Tips on Surviving DreamHost


I use DreamHost and it is by far the least reliable hosting service I’ve ever used.

However, they’re quite cheap for the vast amounts of storage and bandwidth provided. I also love their blog, newsletter, status page, control panel, and especially that they’re green!

Bottom line: DreamHost is great for some use cases, and incredibly dangerous for others. Here are some tips:

  1. Do not use IMAP for DreamHost e-mail. IMAP is wonderful…at least over a 100% reliable high-bandwidth, low-latency connection. I would recommend only using DreamHost for POP access or e-mail forwarding.

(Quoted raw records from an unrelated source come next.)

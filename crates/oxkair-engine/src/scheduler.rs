use std::collections::HashSet;
use std::sync::Arc;
use std::time::Duration;

use tokio::sync::Semaphore;
use tracing::{info, warn};

use oxkair_core::config::EngineConfig;
use oxkair_core::error::Result;
use oxkair_core::state::WorkflowState;
use oxkair_core::traits::ProgressSink;
use oxkair_core::types::{FailurePolicy, Phase, StepId};

use crate::graph::ExecutionPlan;
use crate::merge::merge;
use crate::progress::ProgressTracker;
use crate::report::{ExecutionReport, ReportBuilder};
use crate::runner::{run_pathway, run_sequence, PathwayResult, SequenceOptions};

/// Scheduler tuning.
#[derive(Debug, Clone, Default)]
pub struct SchedulerOptions {
    /// Deadline for the whole run.
    pub run_timeout: Option<Duration>,
    /// Cap on pathways running at once. None = all at once.
    pub max_concurrent_pathways: Option<usize>,
}

impl From<&EngineConfig> for SchedulerOptions {
    fn from(config: &EngineConfig) -> Self {
        Self {
            run_timeout: config.run_timeout(),
            max_concurrent_pathways: config.concurrency_limit(),
        }
    }
}

/// Drives a plan through its three phases.
///
/// 1. Foundation agents run sequentially in the calling task.
/// 2. Pathways run as concurrent tokio tasks over a shared read-only
///    snapshot of the post-foundation state, joined before anything merges.
/// 3. Foundation output and every pathway delta are merged into the final
///    state and the report is sealed.
///
/// Agent errors end up in the report; only structural problems (a broken
/// plan, a merge conflict) come back as `Err`.
#[derive(Debug, Clone, Default)]
pub struct PhaseScheduler {
    options: SchedulerOptions,
}

impl PhaseScheduler {
    pub fn new(options: SchedulerOptions) -> Self {
        Self { options }
    }

    pub fn options(&self) -> &SchedulerOptions {
        &self.options
    }

    pub async fn run(
        &self,
        plan: &ExecutionPlan,
        initial: WorkflowState,
        policy: FailurePolicy,
        sink: Arc<dyn ProgressSink>,
    ) -> Result<ExecutionReport> {
        plan.verify()?;

        let mut report = ReportBuilder::new();
        let deadline = self
            .options
            .run_timeout
            .map(|timeout| tokio::time::Instant::now() + timeout);
        let tracker = Arc::new(ProgressTracker::new(sink, plan.agent_count()));

        // Phase 1: foundation
        info!(
            agents = plan.foundation.len(),
            pathways = plan.pathways.len(),
            policy = ?policy,
            "Starting foundation phase"
        );
        tracker.phase_started(
            Phase::Foundation,
            format!("Running {} foundation agents", plan.foundation.len()),
        );
        let options = SequenceOptions {
            phase: Phase::Foundation,
            pathway_index: None,
            stop_on_fatal: policy == FailurePolicy::FailFast,
            deadline,
        };
        let foundation =
            run_sequence(&plan.foundation, &initial, &HashSet::new(), &options, &tracker).await;
        report.record(&foundation);

        // Phase 2: pathways
        let pathways = if foundation.stopped() {
            warn!(
                failed_at = ?foundation.failed_at,
                skipped_pathways = plan.pathways.len(),
                "Foundation phase aborted, pathways will not run"
            );
            report.mark_aborted();
            Vec::new()
        } else {
            let mut snapshot = initial.clone();
            for write in &foundation.writes {
                snapshot.set_step(write.step.clone(), write.output.clone());
            }
            tracker.phase_started(
                Phase::Pathways,
                format!("Running {} pathways", plan.pathways.len()),
            );
            info!(pathways = plan.pathways.len(), "Starting pathway phase");
            self.run_pathways(
                plan,
                Arc::new(snapshot),
                Arc::new(foundation.unavailable_steps()),
                deadline,
                tracker.clone(),
            )
            .await
        };
        for pathway in &pathways {
            report.record(pathway);
        }

        // Phase 3: merge
        tracker.merge_started(format!("Merging {} pathway results", pathways.len()));
        let final_state = merge(&initial, &foundation, &pathways)?;
        let report = report.seal(final_state);

        info!(
            succeeded = report.succeeded,
            errors = report.errors.len(),
            elapsed_ms = report.total_elapsed_ms,
            "Run complete"
        );
        tracker.finished(if report.succeeded {
            "Run complete".to_string()
        } else {
            format!("Run finished with {} fatal errors", report.fatal_errors().count())
        });
        Ok(report)
    }

    /// Launch every pathway and wait for all of them.
    ///
    /// A failing or panicking pathway never cancels the others. Results come
    /// back in pathway order.
    async fn run_pathways(
        &self,
        plan: &ExecutionPlan,
        snapshot: Arc<WorkflowState>,
        unavailable: Arc<HashSet<StepId>>,
        deadline: Option<tokio::time::Instant>,
        tracker: Arc<ProgressTracker>,
    ) -> Vec<PathwayResult> {
        let limiter = self
            .options
            .max_concurrent_pathways
            .map(|n| Arc::new(Semaphore::new(n.max(1))));

        let handles: Vec<_> = plan
            .pathways
            .iter()
            .enumerate()
            .map(|(index, agents)| {
                let agents = agents.clone();
                let snapshot = snapshot.clone();
                let unavailable = unavailable.clone();
                let tracker = tracker.clone();
                let limiter = limiter.clone();
                tokio::spawn(async move {
                    let _permit = match limiter {
                        Some(limiter) => limiter.acquire_owned().await.ok(),
                        None => None,
                    };
                    run_pathway(index, &agents, snapshot, &unavailable, deadline, &tracker).await
                })
            })
            .collect();

        let joined = futures::future::join_all(handles).await;

        joined
            .into_iter()
            .enumerate()
            .map(|(index, outcome)| match outcome {
                Ok(result) => result,
                Err(e) => {
                    warn!(pathway = index, error = %e, "Pathway task failed");
                    PathwayResult::panicked(index, &plan.pathways[index], e.to_string())
                }
            })
            .collect()
    }
}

    I made the mistake of using IMAP and now have over 5,000 wonderfully organized and filtered messages trapped on DreamHost’s unreliable servers. I’m not a big fan of Gmail’s non-hierarchical organization scheme, and both Yahoo! & Hotmail have miserable user interfaces. So now I’m stuck with embarrassingly unreliable e-mail acces.

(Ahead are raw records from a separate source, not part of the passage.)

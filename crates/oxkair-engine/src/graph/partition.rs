use std::collections::{BTreeSet, HashMap, HashSet};
use std::sync::Arc;

use oxkair_core::error::{OxkairError, Result};
use oxkair_core::types::StepId;

use super::builder::DependencyGraph;
use crate::registry::AgentDescriptor;

/// Foundation agents plus independent, internally ordered pathways.
#[derive(Debug, Clone, Default)]
pub struct ExecutionPlan {
    pub foundation: Vec<Arc<AgentDescriptor>>,
    pub pathways: Vec<Vec<Arc<AgentDescriptor>>>,
}

impl ExecutionPlan {
    pub fn is_empty(&self) -> bool {
        self.foundation.is_empty() && self.pathways.is_empty()
    }

    pub fn agent_count(&self) -> usize {
        self.foundation.len() + self.pathways.iter().map(Vec::len).sum::<usize>()
    }

    /// Check the ordering and independence guarantees the scheduler relies on.
    ///
    /// Every foundation requirement must come from an earlier foundation agent;
    /// every pathway requirement from the foundation or an earlier agent of the
    /// same pathway. Anything else means the plan would run out of order.
    pub fn verify(&self) -> Result<()> {
        let mut owner: HashMap<&StepId, String> = HashMap::new();
        for agent in &self.foundation {
            owner.insert(&agent.produces, "foundation".to_string());
        }
        for (index, pathway) in self.pathways.iter().enumerate() {
            for agent in pathway {
                if owner
                    .insert(&agent.produces, format!("pathway {}", index))
                    .is_some()
                {
                    return Err(OxkairError::PlanInvariantViolation(format!(
                        "step '{}' is scheduled more than once",
                        agent.produces
                    )));
                }
            }
        }

        let mut available: HashSet<&StepId> = HashSet::new();
        for agent in &self.foundation {
            check_satisfied(agent, &available, &owner, "foundation")?;
            available.insert(&agent.produces);
        }
        let foundation = available;

        for (index, pathway) in self.pathways.iter().enumerate() {
            let mut available = foundation.clone();
            let location = format!("pathway {}", index);
            for agent in pathway {
                check_satisfied(agent, &available, &owner, &location)?;
                available.insert(&agent.produces);
            }
        }
        Ok(())
    }
}

fn check_satisfied(
    agent: &AgentDescriptor,
    available: &HashSet<&StepId>,
    owner: &HashMap<&StepId, String>,
    location: &str,
) -> Result<()> {
    for step in &agent.requires {
        if !available.contains(step) {
            let found_in = owner
                .get(step)
                .map(String::as_str)
                .unwrap_or("no scheduled agent");
            return Err(OxkairError::PlanInvariantViolation(format!(
                "agent '{}' in {} requires step '{}' produced by {}",
                agent.id, location, step, found_in
            )));
        }
    }
    Ok(())
}

/// Split a validated graph into foundation agents and independent pathways.
///
/// Foundation agents are those with no requirements. The rest are grouped
/// into connected components over the dependency edges between them, so any
/// two agents linked directly, transitively, or through a shared dependant
/// land in the same pathway. Each pathway is ordered with Kahn's algorithm,
/// breaking ties by registration order.
pub fn partition(graph: &DependencyGraph) -> Result<ExecutionPlan> {
    let n = graph.len();
    let is_foundation: Vec<bool> = graph.agents().iter().map(|a| a.is_root()).collect();

    let foundation: Vec<Arc<AgentDescriptor>> = (0..n)
        .filter(|&i| is_foundation[i])
        .map(|i| graph.agent(i).clone())
        .collect();

    let mut components = UnionFind::new(n);
    for i in (0..n).filter(|&i| !is_foundation[i]) {
        for &dep in graph.dependencies(i) {
            if !is_foundation[dep] {
                components.union(i, dep);
            }
        }
    }

    // Components in order of their earliest-registered member
    let mut groups: Vec<Vec<usize>> = Vec::new();
    let mut group_of_root: HashMap<usize, usize> = HashMap::new();
    for i in (0..n).filter(|&i| !is_foundation[i]) {
        let root = components.find(i);
        let slot = *group_of_root.entry(root).or_insert_with(|| {
            groups.push(Vec::new());
            groups.len() - 1
        });
        groups[slot].push(i);
    }

    let mut pathways = Vec::with_capacity(groups.len());
    for members in &groups {
        let order = topo_order(graph, members)?;
        pathways.push(order.into_iter().map(|i| graph.agent(i).clone()).collect());
    }

    let plan = ExecutionPlan {
        foundation,
        pathways,
    };
    plan.verify()?;
    Ok(plan)
}

/// Kahn's algorithm over the subgraph induced by `members`.
fn topo_order(graph: &DependencyGraph, members: &[usize]) -> Result<Vec<usize>> {
    let in_group: HashSet<usize> = members.iter().copied().collect();
    let mut indegree: HashMap<usize, usize> = members
        .iter()
        .map(|&i| {
            let local = graph
                .dependencies(i)
                .iter()
                .filter(|d| in_group.contains(*d))
                .count();
            (i, local)
        })
        .collect();

    let mut ready: BTreeSet<usize> = indegree
        .iter()
        .filter(|(_, deg)| **deg == 0)
        .map(|(&i, _)| i)
        .collect();

    let mut order = Vec::with_capacity(members.len());
    while let Some(next) = ready.pop_first() {
        order.push(next);
        for &dependant in graph.dependents(next) {
            if let Some(deg) = indegree.get_mut(&dependant) {
                *deg -= 1;
                if *deg == 0 {
                    ready.insert(dependant);
                }
            }
        }
    }

    if order.len() != members.len() {
        return Err(OxkairError::PlanInvariantViolation(format!(
            "pathway starting at '{}' could not be ordered",
            graph.agent(members[0]).id
        )));
    }
    Ok(order)
}

struct UnionFind {
    parent: Vec<usize>,
}

impl UnionFind {
    fn new(n: usize) -> Self {
        Self {
            parent: (0..n).collect(),
        }
    }

    fn find(&mut self, x: usize) -> usize {
        let mut root = x;
        while self.parent[root] != root {
            root = self.parent[root];
        }
        let mut cur = x;
        while self.parent[cur] != root {
            let next = self.parent[cur];
            self.parent[cur] = root;
            cur = next;
        }
        root
    }

    fn union(&mut self, a: usize, b: usize) {
        let (ra, rb) = (self.find(a), self.find(b));
        if ra != rb {
            // Lower index wins so roots stay stable
            let (keep, merge) = if ra < rb { (ra, rb) } else { (rb, ra) };
            self.parent[merge] = keep;
        }
    }
}

#[cfg(test)]
mod tests {
    use super::*;
    use oxkair_test_utils::MockAgent;

    fn agent(id: &str, requires: &[&str]) -> Arc<AgentDescriptor> {
        Arc::new(AgentDescriptor::new(id, id, MockAgent::ok()).requires(requires.iter().copied()))
    }

    fn ids(agents: &[Arc<AgentDescriptor>]) -> Vec<&str> {
        agents.iter().map(|a| a.id.as_str()).collect()
    }

    fn plan_for(agents: Vec<Arc<AgentDescriptor>>) -> Result<ExecutionPlan> {
        partition(&DependencyGraph::build(&agents)?)
    }

    #[test]
    fn test_medical_coding_registry() {
        let plan = plan_for(vec![
            agent("cpt", &[]),
            agent("icd", &["cpt"]),
            agent("lcd", &["icd"]),
            agent("cci", &["cpt"]),
            agent("modifier", &["cpt", "cci"]),
            agent("rvu", &["cpt"]),
        ])
        .unwrap();

        assert_eq!(ids(&plan.foundation), vec!["cpt"]);
        let pathways: Vec<Vec<&str>> = plan.pathways.iter().map(|p| ids(p)).collect();
        assert_eq!(
            pathways,
            vec![vec!["icd", "lcd"], vec!["cci", "modifier"], vec!["rvu"]]
        );
        assert_eq!(plan.agent_count(), 6);
    }

    #[test]
    fn test_consumer_registered_before_producer() {
        let plan = plan_for(vec![
            agent("root", &[]),
            agent("late", &["early"]),
            agent("early", &["root"]),
        ])
        .unwrap();
        assert_eq!(plan.pathways.len(), 1);
        assert_eq!(ids(&plan.pathways[0]), vec!["early", "late"]);
    }

    #[test]
    fn test_diamond_collapses_into_one_pathway() {
        let plan = plan_for(vec![
            agent("a", &[]),
            agent("b", &["a"]),
            agent("c", &["a"]),
            agent("d", &["b", "c"]),
            agent("e", &["a"]),
        ])
        .unwrap();
        let pathways: Vec<Vec<&str>> = plan.pathways.iter().map(|p| ids(p)).collect();
        assert_eq!(pathways, vec![vec!["b", "c", "d"], vec!["e"]]);
    }

    #[test]
    fn test_multiple_foundation_agents() {
        let plan = plan_for(vec![
            agent("note", &[]),
            agent("demographics", &[]),
            agent("codes", &["note", "demographics"]),
        ])
        .unwrap();
        assert_eq!(ids(&plan.foundation), vec!["note", "demographics"]);
        assert_eq!(plan.pathways.len(), 1);
    }

    #[test]
    fn test_empty_registry() {
        let plan = plan_for(vec![]).unwrap();
        assert!(plan.is_empty());
        assert_eq!(plan.agent_count(), 0);
    }

    #[test]
    fn test_verify_rejects_cross_pathway_dependency() {
        let plan = ExecutionPlan {
            foundation: vec![agent("cpt", &[])],
            pathways: vec![vec![agent("icd", &["cpt"])], vec![agent("lcd", &["icd"])]],
        };
        match plan.verify().unwrap_err() {
            OxkairError::PlanInvariantViolation(msg) => {
                assert!(msg.contains("'lcd'"));
                assert!(msg.contains("pathway 0"));
            }
            other => panic!("unexpected error: {other}"),
        }
    }

    #[test]
    fn test_verify_rejects_out_of_order_pathway() {
        let plan = ExecutionPlan {
            foundation: vec![agent("cpt", &[])],
            pathways: vec![vec![agent("lcd", &["icd"]), agent("icd", &["cpt"])]],
        };
        assert!(matches!(
            plan.verify(),
            Err(OxkairError::PlanInvariantViolation(_))
        ));
    }
}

  2. Do not store any sensitive information on DreamHost. They just had a security breach.

    If you do, make sure that the file permissions only allow your user access to sensitive files: chmod 0600 <em>filename</em>

  3. Do not host sites which require high levels of availability. You’ve been warned. 😉

Enough bad news, here’s what I do recommend using DreamHost for:

  1. Personal sites (like my blog) or sites which don’t require high availability (small businesses or organizations).
  2. Serving static media files for a site hosted elsewhere (although some sort of failover should be used).
  3. Remote backup — as long as you encrypt any sensitive information.
  4. Shell access to a Linux server. If you want to play with Linux + Apache + MySQL + PHP/Perl/Ruby on Rails/Python, DreamHost seems like an excellent choice. Just remember to move to a more reliable hosting service before launching your Web 2.0 startup.